The policy was formulated following a study by IIPH and UNICEF in three districts – Bhadrak, Balangir and Koraput – to assess the status of MHH. The study found that nearly three-quarters of the participants were aware that menstruation is a physiological process while 14.4 percent (PC) were unaware of its aetiology.

About 6.7 per cent of the participants in the ongoing study called menstruation a curse from God, while 3.9 per cent of women said it was caused by a disease and some of them called it God’s blessing. About 61 per cent of the respondents used sanitary pads only while 31.6 per cent used cloth only. About 59.2 percent of the participants used to throw menstrual material in the bushes for disposal and 7.8 percent still threw the absorbent in the toilet.

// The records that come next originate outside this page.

mod assemble;
mod clip;
mod edge_source;
mod engine;
mod labeller;
mod line_builder;
mod overlay_op;
mod point_builder;
mod points;
mod policy;
mod polygon_builder;
mod robust;
mod select;
mod unary_union;

pub use clip::{LineLimiter, RingClipper};
pub use overlay_op::{overlay, Overlay};
pub use policy::RobustnessPolicy;
pub use robust::{Attempt, AttemptOutcome, LadderState, OverlayReport, RobustnessLadder, Strategy};
pub use select::{is_result_of_op, result_dimension, OverlayOp};
pub use unary_union::{union, UnaryUnion};
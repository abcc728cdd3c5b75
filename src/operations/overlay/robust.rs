use std::fmt;

use tracing::{debug, warn};

use super::engine;
use super::policy::RobustnessPolicy;
use super::select::OverlayOp;
use crate::error::{OperationError, OverlayError, Result};
use crate::geometry::{Coordinate, Envelope, Geometry, IsValid};
use crate::math::precision::{robust_scale, snap_tolerance, PrecisionModel};

/// Precision strategy of one overlay attempt.
#[derive(Debug, Clone, Copy, PartialEq)]
pub enum Strategy {
    /// Floating-point noding, checked for full noding.
    Direct,
    /// Vertices and intersections snapped within `tolerance`.
    Snapped { tolerance: f64 },
    /// Snap-rounding to a grid of cell size `1 / scale`.
    ReducedPrecision { scale: f64 },
}

impl Strategy {
    /// Precision model applied to computed coordinates.
    #[must_use]
    pub fn precision(&self) -> PrecisionModel {
        match *self {
            Self::Direct | Self::Snapped { .. } => PrecisionModel::Floating,
            Self::ReducedPrecision { scale } => PrecisionModel::fixed(scale),
        }
    }

    /// Snap-rounding guarantees a noded arrangement; the other strategies
    /// have their output checked.
    #[must_use]
    pub fn validates_noding(&self) -> bool {
        !matches!(self, Self::ReducedPrecision { .. })
    }
}

impl fmt::Display for Strategy {
    fn fmt(&self, f: &mut fmt::Formatter<'_>) -> fmt::Result {
        match self {
            Self::Direct => f.write_str("direct"),
            Self::Snapped { tolerance } => write!(f, "snapped (tolerance {tolerance:e})"),
            Self::ReducedPrecision { scale } => write!(f, "reduced precision (scale {scale})"),
        }
    }
}

/// States of the robustness ladder.
#[derive(Debug, Clone, Copy, PartialEq, Eq)]
pub enum LadderState {
    Direct,
    /// The `k`-th snapping attempt, counting from zero.
    Snapped(usize),
    ReducedPrecision,
    Failed,
    Succeeded,
}

/// How one attempt ended.
#[derive(Debug, Clone, PartialEq)]
pub enum AttemptOutcome {
    Succeeded,
    Failed {
        reason: String,
        location: Option<Coordinate>,
    },
}

/// One attempt of the ladder.
#[derive(Debug, Clone, PartialEq)]
pub struct Attempt {
    pub strategy: Strategy,
    pub outcome: AttemptOutcome,
}

/// Result of an overlay together with how it was obtained.
#[derive(Debug)]
pub struct OverlayReport {
    pub result: Result<Geometry>,
    pub attempts: Vec<Attempt>,
    pub state: LadderState,
}

/// The escalation state machine: direct, then snapped at growing
/// tolerances, then reduced precision, capped at
/// [`RobustnessPolicy::max_attempts`].
#[derive(Debug, Clone)]
pub struct RobustnessLadder {
    policy: RobustnessPolicy,
    base_tolerance: f64,
    scale: f64,
    state: LadderState,
    attempts: usize,
}

impl RobustnessLadder {
    /// Creates a ladder sized for the coordinates of both inputs.
    #[must_use]
    pub fn new(policy: RobustnessPolicy, a: &Geometry, b: &Geometry) -> Self {
        let mut env = a.envelope();
        env.expand_to_include_envelope(&b.envelope());
        let mut coords = Vec::with_capacity(a.num_points() + b.num_points());
        a.for_each_coord(&mut |c| coords.push(*c));
        b.for_each_coord(&mut |c| coords.push(*c));
        Self::with_scale(policy, &env, robust_scale(&coords))
    }

    fn with_scale(policy: RobustnessPolicy, env: &Envelope, scale: f64) -> Self {
        let state = if policy.max_attempts == 0 {
            LadderState::Failed
        } else {
            LadderState::Direct
        };
        Self {
            base_tolerance: snap_tolerance(env, policy.snap_tolerance_factor),
            policy,
            scale,
            state,
            attempts: 0,
        }
    }

    #[must_use]
    pub fn state(&self) -> LadderState {
        self.state
    }

    /// Number of attempts finished so far.
    #[must_use]
    pub fn attempts(&self) -> usize {
        self.attempts
    }

    /// Strategy for the current state, or `None` once the ladder has
    /// terminated.
    #[must_use]
    pub fn strategy(&self) -> Option<Strategy> {
        match self.state {
            LadderState::Direct => Some(Strategy::Direct),
            LadderState::Snapped(k) => {
                #[allow(clippy::cast_possible_truncation, clippy::cast_possible_wrap)]
                let k = k as i32;
                Some(Strategy::Snapped {
                    tolerance: self.base_tolerance * self.policy.snap_growth.powi(k),
                })
            }
            LadderState::ReducedPrecision => Some(Strategy::ReducedPrecision { scale: self.scale }),
            LadderState::Failed | LadderState::Succeeded => None,
        }
    }

    /// Records a successful attempt.
    pub fn succeed(&mut self) {
        self.attempts += 1;
        self.state = LadderState::Succeeded;
    }

    /// Records a failed attempt and moves to the next strategy.
    pub fn escalate(&mut self) {
        self.attempts += 1;
        if self.attempts >= self.policy.max_attempts {
            self.state = LadderState::Failed;
            return;
        }
        let after_snapping = if self.policy.reduced_precision {
            LadderState::ReducedPrecision
        } else {
            LadderState::Failed
        };
        self.state = match self.state {
            LadderState::Direct if self.policy.snap_attempts > 0 => LadderState::Snapped(0),
            LadderState::Snapped(k) if k + 1 < self.policy.snap_attempts => LadderState::Snapped(k + 1),
            LadderState::Direct | LadderState::Snapped(_) => after_snapping,
            LadderState::ReducedPrecision | LadderState::Failed => LadderState::Failed,
            LadderState::Succeeded => LadderState::Succeeded,
        };
    }

    /// Marks the ladder failed without further attempts.
    pub fn abort(&mut self) {
        self.attempts += 1;
        self.state = LadderState::Failed;
    }
}

/// Runs the overlay up the ladder until an attempt yields a valid result.
///
/// Each attempt starts from the inputs; nothing is carried over from a
/// failed one. Degenerate input aborts the ladder with its own error.
pub(crate) fn run_ladder(a: &Geometry, b: &Geometry, op: OverlayOp, policy: &RobustnessPolicy) -> OverlayReport {
    let mut ladder = RobustnessLadder::new(*policy, a, b);
    let mut attempts = Vec::new();
    let mut last: Option<(Strategy, OverlayError)> = None;

    while let Some(strategy) = ladder.strategy() {
        match attempt(a, b, op, strategy, policy) {
            Ok(result) => {
                debug!(%op, %strategy, attempt = ladder.attempts() + 1, "overlay attempt succeeded");
                attempts.push(Attempt {
                    strategy,
                    outcome: AttemptOutcome::Succeeded,
                });
                ladder.succeed();
                return OverlayReport {
                    result: Ok(result),
                    attempts,
                    state: ladder.state(),
                };
            }
            Err(err) => {
                attempts.push(Attempt {
                    strategy,
                    outcome: AttemptOutcome::Failed {
                        reason: err.to_string(),
                        location: err.coordinate(),
                    },
                });
                if !err.is_recoverable() {
                    debug!(%op, %strategy, error = %err, "overlay aborted on degenerate input");
                    ladder.abort();
                    return OverlayReport {
                        result: Err(err),
                        attempts,
                        state: ladder.state(),
                    };
                }
                warn!(%op, %strategy, error = %err, "overlay attempt failed, escalating");
                ladder.escalate();
                last = Some((strategy, err));
            }
        }
    }

    let result = match last {
        Some((last_strategy, source)) => Err(OperationError::RobustnessExhausted {
            last_strategy,
            attempts: ladder.attempts(),
            location: source.coordinate(),
            source: Box::new(source),
        }
        .into()),
        None => Err(OperationError::InvalidResult {
            reason: "no overlay attempt allowed".to_owned(),
            location: None,
        }
        .into()),
    };
    OverlayReport {
        result,
        attempts,
        state: ladder.state(),
    }
}

fn attempt(a: &Geometry, b: &Geometry, op: OverlayOp, strategy: Strategy, policy: &RobustnessPolicy) -> Result<Geometry> {
    let result = engine::run(a, b, op, strategy, policy.clip_inputs)?;
    if policy.validate_result {
        IsValid::new(&result).execute()?;
    }
    Ok(result)
}

#[cfg(test)]
#[allow(clippy::unwrap_used)]
mod tests {
    use super::*;
    use approx::assert_relative_eq;

    fn ladder(policy: RobustnessPolicy) -> RobustnessLadder {
        RobustnessLadder::with_scale(policy, &Envelope::new(-100.0, 0.0, 10.0, 10.0), 1000.0)
    }

    #[test]
    fn default_ladder_order() {
        let mut ladder = ladder(RobustnessPolicy::default());
        let mut seen = Vec::new();
        while let Some(strategy) = ladder.strategy() {
            seen.push(strategy);
            ladder.escalate();
        }
        assert_eq!(seen.len(), 7);
        assert_eq!(seen[0], Strategy::Direct);
        let Strategy::Snapped { tolerance } = seen[1] else {
            panic!("expected snapping");
        };
        assert_relative_eq!(tolerance, 1e-10);
        let Strategy::Snapped { tolerance } = seen[5] else {
            panic!("expected snapping");
        };
        assert_relative_eq!(tolerance, 1e-6);
        assert_eq!(seen[6], Strategy::ReducedPrecision { scale: 1000.0 });
        assert_eq!(ladder.state(), LadderState::Failed);
        assert_eq!(ladder.attempts(), 7);
    }

    #[test]
    fn hard_cap_stops_the_ladder() {
        let mut ladder = ladder(RobustnessPolicy::default().with_snap_attempts(20).with_max_attempts(3));
        let mut count = 0;
        while ladder.strategy().is_some() {
            count += 1;
            ladder.escalate();
        }
        assert_eq!(count, 3);
        assert_eq!(ladder.state(), LadderState::Failed);
    }

    #[test]
    fn success_ends_the_ladder() {
        let mut ladder = ladder(RobustnessPolicy::default());
        ladder.escalate();
        assert_eq!(ladder.state(), LadderState::Snapped(0));
        ladder.succeed();
        assert_eq!(ladder.state(), LadderState::Succeeded);
        assert!(ladder.strategy().is_none());
    }

    #[test]
    fn without_snapping_or_rounding_only_direct_runs() {
        let mut ladder = ladder(RobustnessPolicy::direct_only());
        assert_eq!(ladder.strategy(), Some(Strategy::Direct));
        ladder.escalate();
        assert_eq!(ladder.state(), LadderState::Failed);
    }

    #[test]
    fn zero_attempts_never_runs() {
        let ladder = ladder(RobustnessPolicy::default().with_max_attempts(0));
        assert!(ladder.strategy().is_none());
    }

    #[test]
    fn strategy_display() {
        assert_eq!(Strategy::Direct.to_string(), "direct");
        assert_eq!(
            Strategy::ReducedPrecision { scale: 100.0 }.to_string(),
            "reduced precision (scale 100)"
        );
    }
}
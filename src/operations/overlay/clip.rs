use crate::geometry::{Coordinate, Envelope};
use crate::noding::push_distinct;

/// Box edges in clipping order.
#[derive(Debug, Clone, Copy, PartialEq, Eq)]
enum BoxEdge {
    Bottom,
    Right,
    Top,
    Left,
}

const CLIP_ORDER: [BoxEdge; 4] = [BoxEdge::Bottom, BoxEdge::Right, BoxEdge::Top, BoxEdge::Left];

/// Clips rings to a rectangle, one half-plane at a time.
///
/// Vertices inside or exactly on the rectangle are preserved. Segments
/// crossing a box edge are cut at the edge by linear interpolation, and
/// the clipped chain is closed again after the last edge. Parts of
/// the rectangle boundary may appear in the output; they are cancelled
/// by the overlay when they do not belong to the result.
#[derive(Debug, Clone, Copy)]
pub struct RingClipper {
    env: Envelope,
}

impl RingClipper {
    #[must_use]
    pub fn new(env: Envelope) -> Self {
        Self { env }
    }

    /// Returns `true` if nothing of a geometry with envelope `env`
    /// survives clipping.
    #[must_use]
    pub fn is_clipped_completely(&self, env: &Envelope) -> bool {
        !env.intersects(&self.env)
    }

    /// Clips a closed ring. The output is closed, or empty if nothing of
    /// the ring is inside the rectangle.
    #[must_use]
    pub fn clip(&self, ring: &[Coordinate]) -> Vec<Coordinate> {
        let mut pts = ring.to_vec();
        for edge in CLIP_ORDER {
            pts = self.clip_to_edge(&pts, edge, edge == BoxEdge::Left);
            if pts.is_empty() {
                break;
            }
        }
        pts
    }

    fn clip_to_edge(&self, pts: &[Coordinate], edge: BoxEdge, close: bool) -> Vec<Coordinate> {
        let mut out = Vec::with_capacity(pts.len() + 2);
        let Some(mut p0) = pts.last().copied() else {
            return out;
        };
        for &p1 in pts {
            if self.is_inside(&p1, edge) {
                if !self.is_inside(&p0, edge) {
                    push_distinct(&mut out, self.intersection(&p0, &p1, edge));
                }
                push_distinct(&mut out, p1);
            } else if self.is_inside(&p0, edge) {
                push_distinct(&mut out, self.intersection(&p0, &p1, edge));
            }
            p0 = p1;
        }
        if close {
            if let (Some(&first), Some(last)) = (out.first(), out.last()) {
                if !first.equals_2d(last) {
                    out.push(first);
                }
            }
        }
        out
    }

    fn is_inside(&self, p: &Coordinate, edge: BoxEdge) -> bool {
        match edge {
            BoxEdge::Bottom => p.y >= self.env.min_y,
            BoxEdge::Right => p.x <= self.env.max_x,
            BoxEdge::Top => p.y <= self.env.max_y,
            BoxEdge::Left => p.x >= self.env.min_x,
        }
    }

    /// Crossing of `a-b` with a box edge. Only called with one endpoint
    /// strictly outside, so the denominators are non-zero; they are still
    /// guarded so a degenerate call returns an endpoint instead of NaN.
    fn intersection(&self, a: &Coordinate, b: &Coordinate, edge: BoxEdge) -> Coordinate {
        match edge {
            BoxEdge::Bottom => Coordinate::new(line_x_at(a, b, self.env.min_y), self.env.min_y),
            BoxEdge::Right => Coordinate::new(self.env.max_x, line_y_at(a, b, self.env.max_x)),
            BoxEdge::Top => Coordinate::new(line_x_at(a, b, self.env.max_y), self.env.max_y),
            BoxEdge::Left => Coordinate::new(self.env.min_x, line_y_at(a, b, self.env.min_x)),
        }
    }
}

fn line_x_at(a: &Coordinate, b: &Coordinate, y: f64) -> f64 {
    let dy = b.y - a.y;
    if dy == 0.0 {
        return a.x;
    }
    (a.x + (y - a.y) * ((b.x - a.x) / dy)).clamp(a.x.min(b.x), a.x.max(b.x))
}

fn line_y_at(a: &Coordinate, b: &Coordinate, x: f64) -> f64 {
    let dx = b.x - a.x;
    if dx == 0.0 {
        return a.y;
    }
    (a.y + (x - a.x) * ((b.y - a.y) / dx)).clamp(a.y.min(b.y), a.y.max(b.y))
}

/// Limits lines to the sections near a rectangle.
///
/// Keeps every run of segments touching the rectangle, including the
/// segment leading in and the one leading out, so the kept sections are
/// unchanged parts of the input line. Segments entirely outside are
/// dropped.
#[derive(Debug, Clone, Copy)]
pub struct LineLimiter {
    env: Envelope,
}

impl LineLimiter {
    #[must_use]
    pub fn new(env: Envelope) -> Self {
        Self { env }
    }

    /// Splits `pts` into the sections that touch the rectangle.
    #[must_use]
    pub fn limit(&self, pts: &[Coordinate]) -> Vec<Vec<Coordinate>> {
        let mut sections = Vec::new();
        let mut section: Vec<Coordinate> = Vec::new();
        let mut prev: Option<Coordinate> = None;
        for &p in pts {
            let seg_touches = prev.is_some_and(|q| Envelope::of_segment(&q, &p).intersects(&self.env));
            if seg_touches || self.env.contains_coord(&p) {
                if let (true, true, Some(q)) = (section.is_empty(), seg_touches, prev) {
                    push_distinct(&mut section, q);
                }
                push_distinct(&mut section, p);
            } else if !section.is_empty() {
                sections.push(std::mem::take(&mut section));
            }
            prev = Some(p);
        }
        if !section.is_empty() {
            sections.push(section);
        }
        sections.retain(|s| s.len() >= 2);
        sections
    }
}
use crate::geometry::{Coordinate, Envelope};

/// Significant decimal digits a double can carry through noding without
/// losing robustness.
const MAX_ROBUST_DP_DIGITS: i32 = 14;

/// Coordinate precision applied to computed vertices.
#[derive(Debug, Clone, Copy, PartialEq, Default)]
pub enum PrecisionModel {
    /// Full double precision.
    #[default]
    Floating,
    /// Coordinates are rounded to a grid of cell size `1 / scale`.
    Fixed { scale: f64 },
}

impl PrecisionModel {
    #[must_use]
    pub fn fixed(scale: f64) -> Self {
        Self::Fixed { scale }
    }

    #[must_use]
    pub fn is_floating(&self) -> bool {
        matches!(self, Self::Floating)
    }

    /// Size of a grid cell, or zero for floating precision.
    #[must_use]
    pub fn grid_size(&self) -> f64 {
        match *self {
            Self::Floating => 0.0,
            Self::Fixed { scale } => 1.0 / scale,
        }
    }

    /// Rounds an ordinate value to the model's grid.
    #[must_use]
    pub fn make_precise(&self, value: f64) -> f64 {
        match *self {
            Self::Floating => value,
            Self::Fixed { scale } => (value * scale).round() / scale,
        }
    }

    /// Rounds the planar position of `c`, keeping z and m.
    #[must_use]
    pub fn make_precise_coord(&self, c: &Coordinate) -> Coordinate {
        Coordinate {
            x: self.make_precise(c.x),
            y: self.make_precise(c.y),
            ..*c
        }
    }
}

/// Largest power-of-ten scale that keeps [`MAX_ROBUST_DP_DIGITS`]
/// significant digits for values up to `magnitude`.
#[must_use]
pub fn safe_scale(magnitude: f64) -> f64 {
    let magnitude = magnitude.abs();
    #[allow(clippy::cast_possible_truncation)]
    let digits = if magnitude > 0.0 {
        (magnitude.log10() + 1.0).floor() as i32
    } else {
        1
    };
    10f64.powi(MAX_ROBUST_DP_DIGITS - digits)
}

/// Scale implied by the number of decimals in the shortest round-trip
/// representation of `value`.
#[must_use]
pub fn inherent_scale(value: f64) -> f64 {
    let repr = value.to_string();
    let decimals = repr
        .split_once('.')
        .map_or(0, |(_, frac)| frac.len().min(300));
    #[allow(clippy::cast_possible_truncation, clippy::cast_possible_wrap)]
    let decimals = decimals as i32;
    10f64.powi(decimals)
}

/// Scale used for the reduced-precision attempt.
///
/// The inputs' inherent decimal scale if it is safe, otherwise the safe
/// scale for their magnitude.
pub fn robust_scale<'a>(coords: impl IntoIterator<Item = &'a Coordinate>) -> f64 {
    let mut inherent: f64 = 1.0;
    let mut env = Envelope::empty();
    for c in coords {
        inherent = inherent.max(inherent_scale(c.x)).max(inherent_scale(c.y));
        env.expand_to_include(c);
    }
    let safe = safe_scale(env.max_magnitude());
    if inherent <= safe {
        inherent
    } else {
        safe
    }
}

/// Base snapping tolerance for inputs spanning `env`.
#[must_use]
pub fn snap_tolerance(env: &Envelope, factor: f64) -> f64 {
    let magnitude = env.max_magnitude();
    if magnitude > 0.0 {
        magnitude * factor
    } else {
        factor
    }
}

#[cfg(test)]
mod tests {
    use super::*;
    use approx::assert_relative_eq;

    #[test]
    fn fixed_model_rounds_to_grid() {
        let pm = PrecisionModel::fixed(10.0);
        assert_relative_eq!(pm.make_precise(1.23), 1.2);
        assert_relative_eq!(pm.make_precise(-1.26), -1.3);
        assert_relative_eq!(pm.grid_size(), 0.1);
        let c = pm.make_precise_coord(&Coordinate::new_xyzm(0.04, 0.06, 7.0, 8.0));
        assert_relative_eq!(c.x, 0.0);
        assert_relative_eq!(c.y, 0.1);
        assert_eq!(c.z, Some(7.0));
    }

    #[test]
    fn floating_model_is_identity() {
        let pm = PrecisionModel::default();
        assert!(pm.is_floating());
        assert_relative_eq!(pm.make_precise(1.234_567_891), 1.234_567_891);
    }

    #[test]
    fn scales() {
        assert_relative_eq!(inherent_scale(12.0), 1.0);
        assert_relative_eq!(inherent_scale(1.25), 100.0);
        assert_relative_eq!(safe_scale(100.0), 1e11);
        assert_relative_eq!(safe_scale(0.5), 1e14);
    }

    #[test]
    fn robust_scale_prefers_inherent_when_safe() {
        let coords = [Coordinate::new(1.5, 2.25), Coordinate::new(10.0, 0.0)];
        assert_relative_eq!(robust_scale(&coords), 100.0);

        let noisy = [Coordinate::new(1000.123_456_789_012_3, 0.0)];
        assert_relative_eq!(robust_scale(&noisy), 1e10);
    }

    #[test]
    fn snap_tolerance_tracks_magnitude() {
        let env = Envelope::new(-50.0, 0.0, 200.0, 10.0);
        assert_relative_eq!(snap_tolerance(&env, 1e-12), 2e-10);
    }
}
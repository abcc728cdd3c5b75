use static_aabb2d_index::{StaticAABB2DIndex, StaticAABB2DIndexBuildError, StaticAABB2DIndexBuilder};

use crate::error::{GeometryError, Result};
use crate::geometry::Envelope;

/// Read-only packed R-tree over segment (or pixel) envelopes.
///
/// Query results are the insertion positions of the matching boxes. The
/// index is immutable once built and safe to query from several threads.
#[derive(Debug, Clone)]
pub struct SegmentIndex {
    index: StaticAABB2DIndex<f64>,
}

impl SegmentIndex {
    /// Builds the index over `envelopes`, keyed by their position.
    ///
    /// # Errors
    ///
    /// Returns [`GeometryError::Degenerate`] if the index cannot be built,
    /// which happens only for envelopes with NaN bounds.
    pub fn new(envelopes: &[Envelope]) -> Result<Self> {
        let mut builder = StaticAABB2DIndexBuilder::new(envelopes.len());
        for env in envelopes {
            builder.add(env.min_x, env.min_y, env.max_x, env.max_y);
        }
        let index = builder.build().map_err(|e| match e {
            StaticAABB2DIndexBuildError::ItemCountError { .. } => {
                GeometryError::Degenerate("segment index item count mismatch".to_owned())
            }
            StaticAABB2DIndexBuildError::NumericCastError => {
                GeometryError::Degenerate(format!("segment index: {e}"))
            }
        })?;
        Ok(Self { index })
    }

    /// Positions of all boxes intersecting `env`, in no particular order.
    #[must_use]
    pub fn query(&self, env: &Envelope) -> Vec<usize> {
        if env.is_empty() {
            return Vec::new();
        }
        self.index.query(env.min_x, env.min_y, env.max_x, env.max_y)
    }

    #[must_use]
    pub fn len(&self) -> usize {
        self.index.count()
    }

    #[must_use]
    pub fn is_empty(&self) -> bool {
        self.len() == 0
    }
}
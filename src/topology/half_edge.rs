use crate::geometry::Coordinate;

slotmap::new_key_type! {
    /// Unique identifier for a half-edge in an overlay graph.
    pub struct HalfEdgeId;
}

/// One direction of a graph edge.
///
/// `sym` is the opposite half-edge. `next` and `prev` link the rotation
/// ring of half-edges leaving the same origin, in counter-clockwise and
/// clockwise order respectively.
#[derive(Debug, Clone)]
pub struct HalfEdge {
    pub origin: Coordinate,
    pub dest: Coordinate,
    pub sym: HalfEdgeId,
    pub next: HalfEdgeId,
    pub prev: HalfEdgeId,
    /// Index of the origin node.
    pub node: usize,
    /// Index of the undirected edge, which owns the label.
    pub edge: usize,
    /// `true` if this half-edge runs in the direction the label is stored in.
    pub forward: bool,
    pub in_result_area: bool,
    pub in_result_line: bool,
}

impl HalfEdge {
    pub(crate) fn new(origin: Coordinate, dest: Coordinate, edge: usize, forward: bool) -> Self {
        Self {
            origin,
            dest,
            sym: HalfEdgeId::default(),
            next: HalfEdgeId::default(),
            prev: HalfEdgeId::default(),
            node: 0,
            edge,
            forward,
            in_result_area: false,
            in_result_line: false,
        }
    }

    /// Returns `true` if the half-edge is part of the result.
    #[must_use]
    pub fn is_in_result(&self) -> bool {
        self.in_result_area || self.in_result_line
    }
}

Bhuputra Panda, Additional Professor, IIPH, said Odisha-specific studies indicate that about one-third of girls miss school during their periods, and some of the major reasons for school absence are fear of staining clothes and There is lack of provision for settlement.

“This indicates that the provision of free sanitary pad distribution may not be a complete solution to sustain MHH. The policy will help in mainstream menstrual health in the health and development sector. The main target is women and girls making informed choices, eliminating taboos and fostering a conducive environment that allows them to manage their periods with dignity.